Etes-vous, comme Snowden, déçu qu’Obama n’ait rien changé en la matière?
Obama est un représentant plus silencieux, plus efficace de cette guerre contre la terreur que son prédécesseur. Il a certes introduit quelques réformettes, mais la NSA a poursuivi sa surveillance de masse. Obama est un dur. Si Hillary remporte la Maison-Blanche, elle sera une nouvelle version du même type. En encore plus dure.
C’est-à-dire?
Hillary Clinton deviendra présidente parce que Trump est vraiment trop extrême. Il a dit tant de sottises qu’il est impossible de lui faire confiance. N’empêche que je tiens Clinton pour tout aussi dangereuse. C’est une guerrière. Et elle paraît n’avoir aucune perception critique des guerres qu’elle a soutenues. Sa politique libyenne a fait du pays un nid de vipères. Elle s’est certes excusée pour la guerre d’Irak, mais que dit-elle de la Syrie? Elle a voulu la confrontation avec les Russes parce que, au fond d’elle-même, elle est une guerrière glaciale. Où que l’on regarde, elle a privilégié des solutions militaires sans issue et s’entend à merveille avec les généraux. Mais son bellicisme n’est pas une solution pour l’Amérique.
Quelle est alors la solution?
L’Amérique doit être un diplomate éclairé, sur la réserve.

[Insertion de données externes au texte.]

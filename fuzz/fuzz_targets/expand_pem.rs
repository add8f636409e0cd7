#![no_main]

use adscore_signature::{compact_pem, expand_pem};
use libfuzzer_sys::fuzz_target;

fuzz_target!(|data: &[u8]| {
    // Whatever expands and compacts again must expand to the same text.
    if let Ok(text) = expand_pem(data, 64) {
        if let Ok(compact) = compact_pem(&text) {
            if !data.starts_with(b"-----BEGIN ") {
                assert_eq!(expand_pem(&compact, 64).ok().as_deref(), Some(text.as_str()));
            }
        }
    }
});
#![forbid(unsafe_code)]
#![warn(clippy::all, clippy::pedantic)]
#![allow(
    clippy::module_name_repetitions,
    clippy::missing_errors_doc,
    clippy::missing_panics_doc
)]

//! AdScore signature primitives: text encodings and constant-time helpers.
//
// Shared by the v4 and v5 signature engines:
//
// - Base64 (standard / URL-safe, padded / unpadded, strict / lenient) and hex
// - Name-based formatter factory
// - Constant-time equality and byte-prefix comparison

use subtle::ConstantTimeEq;

pub mod formatter;

pub use formatter::{create_formatter, Base64, Base64Variant, EncodingError, Formatter, Hex};

/// Constant-time equality of two byte strings.
///
/// Length is not secret: strings of different length compare unequal immediately.
#[must_use]
pub fn ct_eq(known: &[u8], user: &[u8]) -> bool {
    known.ct_eq(user).into()
}

/// Compare the first `n` bytes of two byte strings for exact equality.
///
/// Returns `false` if either string is shorter than `n`. A zero-length prefix
/// always compares equal.
#[must_use]
pub fn bytes_equal_prefix(known: &[u8], user: &[u8], n: usize) -> bool {
    if known.len() < n || user.len() < n {
        return false;
    }
    ct_eq(&known[..n], &user[..n])
}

Mais la diplomatie ne paraît pas être la qualité première de Trump.
Je me limite à dire que la folie de Trump met dans l’ombre la folie rationnelle de Hillary Clinton et les erreurs dont les Clinton ont aussi été responsables.
Lesquelles?
Ces derniers mois, les Etats-Unis ont été de nouveau au bord de la guerre civile. C’est Bill Clinton qui a signé en 1994 la Loi des trois coups (ndlr: permettant à un juge de prononcer la prison à vie à l’encontre d’un prévenu condamné pour la troisième fois), qui n’a servi qu’à criminaliser une bonne partie de la population noire. Les violences racistes ne sont pas un hasard, elles résultent d’un lien entre racisme et militarisme. Ces dernières décennies, la police a été équipée de véhicules blindés, de tanks. Des véhicules conçus pour résister aux mines en Irak.
Pourquoi faudrait-il des Humvee dans les rues de Ferguson? Il y a dans notre société une insensibilité qui remonte directement aux guerres du Vietnam, d’Afghanistan et d’Irak. Comme si on était dans un jeu vidéo. Président, Bill Clinton n’a jamais tenté de changer les mentalités. La guerrière Hillary n’en fera pas davantage. Pas même la peine de parler de Trump.
Et l’élection, alors?
Ce n’est pas une élection sérieuse. C’est du spectacle. Il n’y a pas de contenu. De part et d’autre, il ne subsiste pas d’espoir.
Pourquoi la surveillance générale par la NSA n’est-elle pas un thème de campagne?
Parce que les deux candidats veulent encore plus de surveillance. Pourquoi n’y a-t-il pas eu de manifs monstres en Allemagne quand on a su que même le téléphone d’Angela Merkel était surveillé?
La NSA a été fondée en 1952. Elle a illégalement espionné Martin Luther King, Jane Fonda, Mohamed Ali. C’est une tradition ancienne.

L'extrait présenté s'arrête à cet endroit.